A Memorial Mass will be held at the Cathedral of St. John the Evangelist, Boise and also at Saint John Paul II Catholic Parish (Holy Rosary Church), Idaho Falls in the late spring or early summer.

Condolences(10)

  1. REPLY
    Susan Speir says

    Barbara and Family,
    Larry and I send you our deepest sympathy and love.
    From Susan and Larry Speir

  2. REPLY
    Mary & John Lund says

    Barbara and family,
    We are so sorry for your loss. Larry held a very special place in our hearts. We are praying for all of you.

    Mary and John Lund

  3. REPLY
    John Haire says

    We are sorry to read of your loss. I have many fond memories of times in our homes as well as church of Mister Harrison. (“Mister” was just a sign of the times) He touched many lives including mine in a positive way.

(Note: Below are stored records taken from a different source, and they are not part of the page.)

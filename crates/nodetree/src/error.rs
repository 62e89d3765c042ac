//! Error types for tree operations

use std::fmt;

use thiserror::Error;

/// Main error type for nodetree operations.
///
/// Lookup misses are not errors: read operations return `None` or the
/// caller's default. Only writes and operations that require a source
/// (such as [`Tree::copy_value`](crate::Tree::copy_value)) report
/// [`TreeError::NotFound`].
#[derive(Error, Debug)]
pub enum TreeError {
    /// Allocation failure while growing tree or parser storage
    #[error("Out of memory: {0}")]
    OutOfMemory(String),

    /// Caller contract violation (empty path, empty component, stale node)
    #[error("Assertion failed: {0}")]
    Assertion(String),

    /// A required value or file could not be found
    #[error("Not found: {0}")]
    NotFound(String),

    /// Malformed text input
    #[error("Parse error: [{location}] {message}")]
    Parse {
        /// Human-readable description of the problem
        message: String,
        /// Where the problem was found
        location: SourceLocation,
    },

    /// File open/read/write failure
    #[error("I/O error: {context}: {source}")]
    Io {
        /// What was being attempted, usually including the path
        context: String,
        /// The underlying system error
        #[source]
        source: std::io::Error,
    },

    /// An error passed up through the reader, annotated with the file and
    /// line that was being processed at that level
    #[error("In file {file}:{line}")]
    Context {
        /// File (or `<string>`) being read
        file: String,
        /// Line number (1-indexed)
        line: usize,
        /// The wrapped error
        #[source]
        source: Box<TreeError>,
    },
}

/// The semantic category of a [`TreeError`], independent of context layers.
#[derive(Debug, Clone, Copy, PartialEq, Eq, Hash)]
pub enum ErrorKind {
    /// Allocation failure
    OutOfMemory,
    /// Caller contract violation
    Assertion,
    /// Required value or file missing
    NotFound,
    /// Malformed text input
    Parse,
    /// File system failure
    Io,
}

impl TreeError {
    /// Create a parse error at the given location.
    pub fn parse(message: impl Into<String>, file: impl Into<String>, line: usize) -> Self {
        TreeError::Parse {
            message: message.into(),
            location: SourceLocation::new(file, line),
        }
    }

    /// Create an I/O error with a description of the failed operation.
    pub fn io(context: impl Into<String>, source: std::io::Error) -> Self {
        TreeError::Io {
            context: context.into(),
            source,
        }
    }

    /// Wrap this error with the file and line being processed.
    pub fn in_file(self, file: impl Into<String>, line: usize) -> Self {
        TreeError::Context {
            file: file.into(),
            line,
            source: Box::new(self),
        }
    }

    /// The innermost error, looking through all context layers.
    pub fn root_cause(&self) -> &TreeError {
        let mut err = self;
        while let TreeError::Context { source, .. } = err {
            err = source;
        }
        err
    }

    /// The semantic kind of the innermost error.
    pub fn kind(&self) -> ErrorKind {
        match self {
            TreeError::OutOfMemory(_) => ErrorKind::OutOfMemory,
            TreeError::Assertion(_) => ErrorKind::Assertion,
            TreeError::NotFound(_) => ErrorKind::NotFound,
            TreeError::Parse { .. } => ErrorKind::Parse,
            TreeError::Io { .. } => ErrorKind::Io,
            TreeError::Context { source, .. } => source.kind(),
        }
    }

    /// Whether the innermost error is a parse error.
    ///
    /// Binding layers use this to separate a "parse" category from general
    /// errors.
    pub fn is_parse(&self) -> bool {
        self.kind() == ErrorKind::Parse
    }

    /// Files and lines the error passed through, outermost first.
    pub fn trail(&self) -> Vec<(&str, usize)> {
        let mut out = Vec::new();
        let mut err = self;
        while let TreeError::Context { file, line, source } = err {
            out.push((file.as_str(), *line));
            err = source;
        }
        out
    }
}

/// Source location for error reporting.
#[derive(Debug, Clone, PartialEq, Eq)]
pub struct SourceLocation {
    /// File name, or `<string>` for in-memory input
    pub file: String,

    /// Line number (1-indexed)
    pub line: usize,
}

impl SourceLocation {
    /// Create a new source location.
    pub fn new(file: impl Into<String>, line: usize) -> Self {
        Self {
            file: file.into(),
            line,
        }
    }
}

impl fmt::Display for SourceLocation {
    fn fmt(&self, f: &mut fmt::Formatter<'_>) -> fmt::Result {
        write!(f, "{}:{}", self.file, self.line)
    }
}

/// Result type alias for nodetree operations
pub type Result<T> = std::result::Result<T, TreeError>;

He is missed and my heart is with you all in this time of loss.
    John and Jodi Haire

  4. REPLY
    Jack Liebenthal says

    Larry’s death is very hard for me.
    We shared a lab at Purdue in 1956. After he took a job there, he got me to interview with the National Reactor testing Station [now INL], and I took a job in the same group as he. I was at his wedding, spent time at his house, and loved both him and Nancy. His picture, in which he looks like the same Larry I have known so long, makes me feel his wonderful personality and character. I am in Boise and will go back to Eastern Idaho in April, so ceremonies in both places mean that I can attend one, which I strongly want to do. I hope someone will help me do that. I wish the greatest solace to his family.

  5. REPLY
    Jack Liebenthal says

    I knew Larry as a grad school lab mate to his getting me to Idaho and my working with him. He was such a great person. His family amd so ,any others have had a deep loss. May they have a deep solace that such a wonderful person lived such a good life with them.

  6. REPLY
    Bill Phoenix says

    Larry was kind, generous with his help and ideas, eager to share his knowledge and insights, and a sympathetic ear during the restart of the TREAT reactor. He helped us avoid pitfalls and smoothed the way with his knowledge. He was always available to sit and chat, share a laugh and encouragement. Larry’s work lives on with the TREAT reactor, and with helping shape the people who helped start it up and who now operate and maintain it. Thank you, Larry.

  7. REPLY
    Jerry Brady says

    I did not know Larry well but saw him frequently at Holy Rosary where, as excellent obituary in today’s Statesman say, he such a faithful and I would say humble servant of the community. He was a few years ahead of me at Notre Dame so we had that in common, although he did not make of that anything special, which I appreciated. I only met Larry after he was married to Barbara but I liked that about him a lot as well. I knew nothing of his professional life, which sounds like one to be proud of. But not too proud! There was a Just Right, Balanced quality to him that comes through in his story. I must have moved to Boise a little ahead of Larry and would like to have seen him again, knowing he would be just as before. Yes, you have my condolences but I also feel really good that there has been a Larry Harrison in this world and a family to carry on. And I will send a donation to Holy Rosary in his name, from which I graduated in 1950, with all the warning from the nuns about the perils ahead in the public schools!

  8. REPLY
    Marilou and Ed Hart says

    We are so sorry to hear of Larry’s passing. He was such a kind and nice man. \

  9. REPLY
    Dane H. Watkins says

    Dear Harrison Family,
    Both Sherry and I wish to express our sincere condolences for the loss of Larry, he was a great man and we are grateful for his friendship and service in the community. He will be greatly missed.
    Sincerely,
    Dane & Sherry Watkins

  10. REPLY
    Robert Phipps says

    I was privileged to work with many exceptional engineers and scientists while at Argonne. Larry was one of the very best.